WHAT IS REQUIRED »
In the entries below, find the line with "if let Some(t)" and print exactly every line from there up to and including the line with "for failure in", with no other lines.

GIVEN DATA »
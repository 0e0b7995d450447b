//! Output Formatting
//!
//! Human-readable terminal output for pipeline reports.
//!
//! Generates:
//! - Execution summary with abort details and cleanup diagnostics
//! - Per-task comparisons with status icons (✓/✗/⊘)
//! - Validation failures and allow-list usage
//! - Data quality and the data ledger
//! - Per-variant averages and win counts
//! - The overall recommendation with its rationale

use std::collections::BTreeMap;
use versus_core::{CellStatus, Metric};
use versus_logic::ConfidenceTier;
use versus_report::PipelineReport;
use versus_stats::{ComparisonResult, ComparisonStatus, QualityLevel};

fn format_value(metric: Metric, value: f64) -> String {
    match metric {
        Metric::ExecutionTime => format!("{:.3} ms", value),
        Metric::MemoryUsage => format!("{:.1} KiB", value / 1024.0),
    }
}

fn section(output: &mut String, title: &str) {
    output.push_str(&format!("\n{}\n", title));
    output.push_str(&"-".repeat(60));
    output.push('\n');
}

fn format_comparison(output: &mut String, r: &ComparisonResult, alpha: f64) {
    let c = &r.comparison;
    let icon = match c.status {
        ComparisonStatus::Compared if c.is_significant(alpha) => "✓",
        ComparisonStatus::Compared => "·",
        ComparisonStatus::NoVariance => "=",
        ComparisonStatus::InsufficientData => "⊘",
    };
    output.push_str(&format!("  {} {} [{}]\n", icon, r.metric, r.scale));
    output.push_str(&format!(
        "      {}: {} ± {}  (n={})\n",
        r.variants.a,
        format_value(r.metric, c.stats_a.mean),
        format_value(r.metric, c.stats_a.std_dev),
        c.stats_a.n
    ));
    output.push_str(&format!(
        "      {}: {} ± {}  (n={})\n",
        r.variants.b,
        format_value(r.metric, c.stats_b.mean),
        format_value(r.metric, c.stats_b.std_dev),
        c.stats_b.n
    ));

    match c.status {
        ComparisonStatus::InsufficientData => {
            output.push_str("      insufficient data for a comparison\n");
        }
        ComparisonStatus::NoVariance => {
            output.push_str("      no variance in either group: no difference\n");
        }
        ComparisonStatus::Compared => {
            if let Some(welch) = &c.welch {
                output.push_str(&format!(
                    "      t: {:.3}  df: {:.1}  p: {:.4}  {:.0}% CI: [{}, {}]\n",
                    welch.t_statistic,
                    welch.degrees_of_freedom,
                    welch.p_value,
                    welch.confidence_interval.level * 100.0,
                    format_value(r.metric, welch.confidence_interval.lower),
                    format_value(r.metric, welch.confidence_interval.upper)
                ));
            }
            if let Some(effect) = &c.effect {
                output.push_str(&format!(
                    "      d: {:+.3} ({}){}\n",
                    effect.cohens_d,
                    effect.magnitude,
                    if effect.meets_mde { "" } else { ", below MDE" }
                ));
            }
            if let Some(power) = c.power.as_ref().filter(|p| p.underpowered) {
                output.push_str(&format!(
                    "      underpowered: smallest detectable d is {:.2}\n",
                    power.achievable_mde
                ));
            }
        }
    }
}

/// Format a report for human-readable terminal display
pub fn format_human_output(report: &PipelineReport) -> String {
    let mut output = String::new();
    let alpha = report.meta.config.statistics.significance_alpha;

    output.push('\n');
    output.push_str(&format!(
        "Versus Results: {} vs {}\n",
        report.variants.a, report.variants.b
    ));
    output.push_str(&"=".repeat(60));
    output.push('\n');

    if let Some(execution) = &report.execution {
        section(&mut output, "Execution");
        output.push_str(&format!(
            "  state: {:?}  samples: {} ({} failed)  duration: {:.1}s\n",
            execution.state,
            execution.total_samples,
            execution.failed_samples,
            execution.duration_ms / 1000.0
        ));
        if let Some(abort) = &execution.abort {
            output.push_str(&format!(
                "  💥 aborted: {} ({}/{} trials failed, {:.0}%)\n",
                abort.reason,
                abort.failed_trials,
                abort.completed_trials,
                abort.failure_rate * 100.0
            ));
        }
        for outcome in execution
            .cell_outcomes
            .iter()
            .filter(|o| o.status != CellStatus::Completed)
        {
            let icon = match outcome.status {
                CellStatus::Skipped => "⊘",
                _ => "✗",
            };
            let setup = outcome
                .setup_failure
                .as_ref()
                .map(|r| format!(": {}", r))
                .unwrap_or_default();
            output.push_str(&format!(
                "  {} {} {:?} ({}/{} failed){}\n",
                icon,
                outcome.cell,
                outcome.status,
                outcome.trials_failed,
                outcome.trials_recorded,
                setup
            ));
        }
        for d in &execution.diagnostics {
            output.push_str(&format!(
                "  cleanup {:?} on {} #{}: {}\n",
                d.action, d.runner, d.context, d.message
            ));
        }
    }

    let mut by_task: BTreeMap<&str, Vec<&ComparisonResult>> = BTreeMap::new();
    for r in &report.comparisons {
        by_task.entry(&r.task).or_default().push(r);
    }
    for (task, results) in by_task {
        let verdict = report
            .decision
            .task(task)
            .map(|t| match &t.recommendation {
                Some(v) => format!("{} ({})", v, t.tier),
                None => "neutral".to_string(),
            })
            .unwrap_or_else(|| "excluded".to_string());
        section(&mut output, &format!("Task: {} → {}", task, verdict));
        for r in results {
            format_comparison(&mut output, r, alpha);
        }
        if let Some(t) = report.decision.task(task) {
            for v in t.evidence.iter().filter(|v| v.tier != ConfidenceTier::Neutral) {
                output.push_str(&format!("  • {} {}: {}\n", v.scale, v.metric, v.advantage));
            }
        }
    }

    let failed: Vec<_> = report.validations.iter().filter(|v| !v.passed()).collect();
    section(&mut output, "Validation");
    output.push_str(&format!(
        "  {}/{} task/scale pairs produced matching digests\n",
        report.validations.len() - failed.len(),
        report.validations.len()
    ));
    for v in &report.validations {
        for entry in &v.allow_list_used {
            output.push_str(&format!(
                "  ⚠ {} [{}] accepted {:#010x}: {}\n",
                v.task, v.scale, entry.digest, entry.reason
            ));
        }
    }
    for v in failed {
        for failure in &v.failures {
            output.push_str(&format!("  ✗ {} [{}]: {}\n", v.task, v.scale, failure));
        }
    }

    let quality = &report.quality;
    section(&mut output, "Data Quality");
    output.push_str(&format!(
        "  dataset: {}  groups: {}  invalid: {}  warning: {}  outliers removed: {}\n",
        quality.dataset.level,
        quality.dataset.total_groups,
        quality.dataset.invalid_groups,
        quality.dataset.warning_groups,
        quality.outliers_removed
    ));
    for reason in &quality.dataset.reasons {
        output.push_str(&format!("  {}\n", reason));
    }
    for a in quality
        .assessments
        .iter()
        .filter(|a| a.level != QualityLevel::Valid)
    {
        let icon = if a.level == QualityLevel::Invalid {
            "✗"
        } else {
            "⚠"
        };
        output.push_str(&format!("  {} {}: {}\n", icon, a.cell, a.reasons.join("; ")));
    }

    let ledger = &report.ledger;
    output.push_str(&format!(
        "  ledger: {} samples used, {} discarded, {} exclusions\n",
        ledger.used.iter().map(|u| u.samples).sum::<usize>(),
        ledger.discarded.len(),
        ledger.excluded.len()
    ));
    for e in &ledger.excluded {
        let scope = e
            .scale
            .map(|s| format!("{} [{}]", e.task, s))
            .unwrap_or_else(|| e.task.clone());
        output.push_str(&format!("    - {} ({:?}): {}\n", scope, e.stage, e.reason));
    }

    if !report.decision.variant_summaries.is_empty() {
        section(&mut output, "Variants");
        let or_na = |v: Option<String>| v.unwrap_or_else(|| "n/a".to_string());
        for s in &report.decision.variant_summaries {
            output.push_str(&format!(
                "  {}: avg {}, {}, {} success over {} trials, wins {} time / {} memory\n",
                s.variant,
                or_na(s.avg_execution_time_ms.map(|v| format_value(Metric::ExecutionTime, v))),
                or_na(s.avg_memory_bytes.map(|v| format_value(Metric::MemoryUsage, v))),
                or_na(s.success_rate.map(|r| format!("{:.1}%", r * 100.0))),
                s.trials,
                s.execution_wins,
                s.memory_wins
            ));
        }
    }

    let overall = &report.decision.overall;
    section(&mut output, "Recommendation");
    match &overall.recommendation {
        Some(winner) => output.push_str(&format!(
            "  {} (confidence {:.0}%)\n",
            winner,
            overall.confidence_score * 100.0
        )),
        None => output.push_str("  no clear winner\n"),
    }
    output.push_str(&format!("  {}\n", overall.rationale));
    if overall.recommendation.is_none() && !report.decision.decision_factors.is_empty() {
        output.push_str("  consider:\n");
        for factor in &report.decision.decision_factors {
            output.push_str(&format!("    - {}\n", factor));
        }
    }

    output
}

RESULT OF THE TASK »
        if let Some(t) = report.decision.task(task) {
            for v in t.evidence.iter().filter(|v| v.tier != ConfidenceTier::Neutral) {
                output.push_str(&format!("  • {} {}: {}\n", v.scale, v.metric, v.advantage));
            }
        }
    }

    let failed: Vec<_> = report.validations.iter().filter(|v| !v.passed()).collect();
    section(&mut output, "Validation");
    output.push_str(&format!(
        "  {}/{} task/scale pairs produced matching digests\n",
        report.validations.len() - failed.len(),
        report.validations.len()
    ));
    for v in &report.validations {
        for entry in &v.allow_list_used {
            output.push_str(&format!(
                "  ⚠ {} [{}] accepted {:#010x}: {}\n",
                v.task, v.scale, entry.digest, entry.reason
            ));
        }
    }
    for v in failed {
        for failure in &v.failures {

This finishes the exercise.